Half life of radioactive sample undergoing alpha decay is `1.4`x`10^17s`. If number of nuclei in sample is `2.0`x`10^21` activity of sample is nearly

To solve the problem, we need to calculate the activity of a radioactive sample undergoing alpha decay using the given half-life and the number of nuclei in the sample. ### Step-by-Step Solution: 1. **Identify the Given Values:** - Half-life (T_half) = \(1.4 \times 10^{17} \, \text{s}\) - Number of nuclei (N) = \(2.0 \times 10^{21}\) 2. **Calculate the Decay Constant (λ):** The decay constant (λ) can be calculated using the formula: \[ \lambda = \frac{\ln(2)}{T_{1/2}} \] Where \(\ln(2) \approx 0.693\).

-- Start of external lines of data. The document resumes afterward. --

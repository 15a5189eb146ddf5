//! Simulation constants and tuning parameters.
//!
//! Speeds and turn rates are per-frame units: the simulation ticks once
//! per rendered frame with no fixed-timestep decoupling.

use glam::DVec3;

/// Display refresh rate the frame loop paces to (Hz).
pub const REFRESH_RATE: u32 = 60;

// --- Player boat ---

/// Speed added to linear velocity per throttle key press (units/frame).
/// Exact in binary, as is the decay step, so an idle boat reaches a
/// velocity of exactly 0.0 rather than a residue.
pub const BOAT_ACCELERATION: f64 = 0.25;

/// Clamp bound for the player's |linear velocity| (units/frame).
pub const BOAT_MAX_SPEED: f64 = 1.0;

/// Fixed turn rate set by a rudder key press (radians/frame).
pub const BOAT_TURN_RATE: f64 = 0.02;

/// Linear velocity lost per idle frame (units/frame).
pub const LINEAR_DECAY_STEP: f64 = 0.03125;

/// Angular velocity lost per idle frame (radians/frame).
pub const ANGULAR_DECAY_STEP: f64 = 0.005;

/// Player spawn position.
pub const BOAT_SPAWN_POSITION: DVec3 = DVec3::new(5.0, 13.0, 50.0);

/// Player spawn heading (radians).
pub const BOAT_SPAWN_HEADING: f64 = 1.5;

/// Boat model asset, shared by the player and pirates.
pub const BOAT_MODEL_PATH: &str = "assets/boat/scene.gltf";

/// Uniform scale of the boat model.
pub const BOAT_MODEL_SCALE: f64 = 3.0;

// --- Pirates ---

/// Default pirate count.
pub const PIRATE_COUNT: u32 = 3;

/// Planar distance below which a pirate steers directly at the player
/// instead of building speed (units).
pub const PIRATE_ENGAGE_RADIUS: f64 = 100.0;

/// Fraction of the angular error a pirate turns through per frame.
pub const PIRATE_TURN_GAIN: f64 = 0.05;

/// Maximum pirate turn per frame (radians).
pub const PIRATE_MAX_TURN: f64 = 0.02;

/// Speed added per frame while a pirate closes from outside the engage
/// radius (units/frame). Thrust is never clamped.
pub const PIRATE_THRUST: f64 = 0.005;

/// Minimum pirate spawn range from the player spawn (units).
pub const PIRATE_SPAWN_RANGE_MIN: f64 = 400.0;

/// Maximum pirate spawn range from the player spawn (units).
pub const PIRATE_SPAWN_RANGE_MAX: f64 = 1200.0;

// --- Treasures ---

/// Default treasure count.
pub const TREASURE_COUNT: u32 = 1000;

/// Treasures scatter uniformly over [-half, half]^2 in x/z (units).
pub const TREASURE_FIELD_HALF_EXTENT: f64 = 10_000.0;

/// Water-line height treasures sit at (units).
pub const TREASURE_HEIGHT: f64 = -0.5;

/// Treasure model asset, shared by all treasures.
pub const TREASURE_MODEL_PATH: &str = "assets/treasure/scene.gltf";

/// Uniform scale of the treasure model.
pub const TREASURE_MODEL_SCALE: f64 = 0.25;

// --- Pickup ---

/// Half-extent of the 30x30 pickup square centered on the player (units).
/// The test is strict: an offset of exactly 15.0 does not collect.
pub const PICKUP_HALF_EXTENT: f64 = 15.0;

// --- Camera ---

/// Distance the camera trails behind the boat (units).
pub const CAMERA_TRAIL_DISTANCE: f64 = 35.0;

/// Camera height above the boat deck (units).
pub const CAMERA_HEIGHT: f64 = 20.0;

/// Fixed offset added to the camera's x and z (units).
pub const CAMERA_OFFSET: f64 = 10.0;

Substituting the values: \[ \lambda = \frac{0.693}{1.4 \times 10^{17}} \approx 4.95 \times 10^{-18} \, \text{s}^{-1} \] 3. **Calculate the Activity (A):** The activity (A) of a radioactive sample is given by the formula: \[ A = \lambda N \] Substituting the values of λ and N: \[ A = (4.95 \times 10^{-18} \, \text{s}^{-1}) \times (2.0 \times 10^{21}) \] Performing the multiplication: \[ A \approx 9.9 \times 10^{3} \, \text{Becquerel} \] Rounding this gives: \[ A \approx 10^{4} \, \text{Becquerel} \] 4. **Final Answer:** The activity of the sample is approximately \(10^{4} \, \text{Becquerel}\).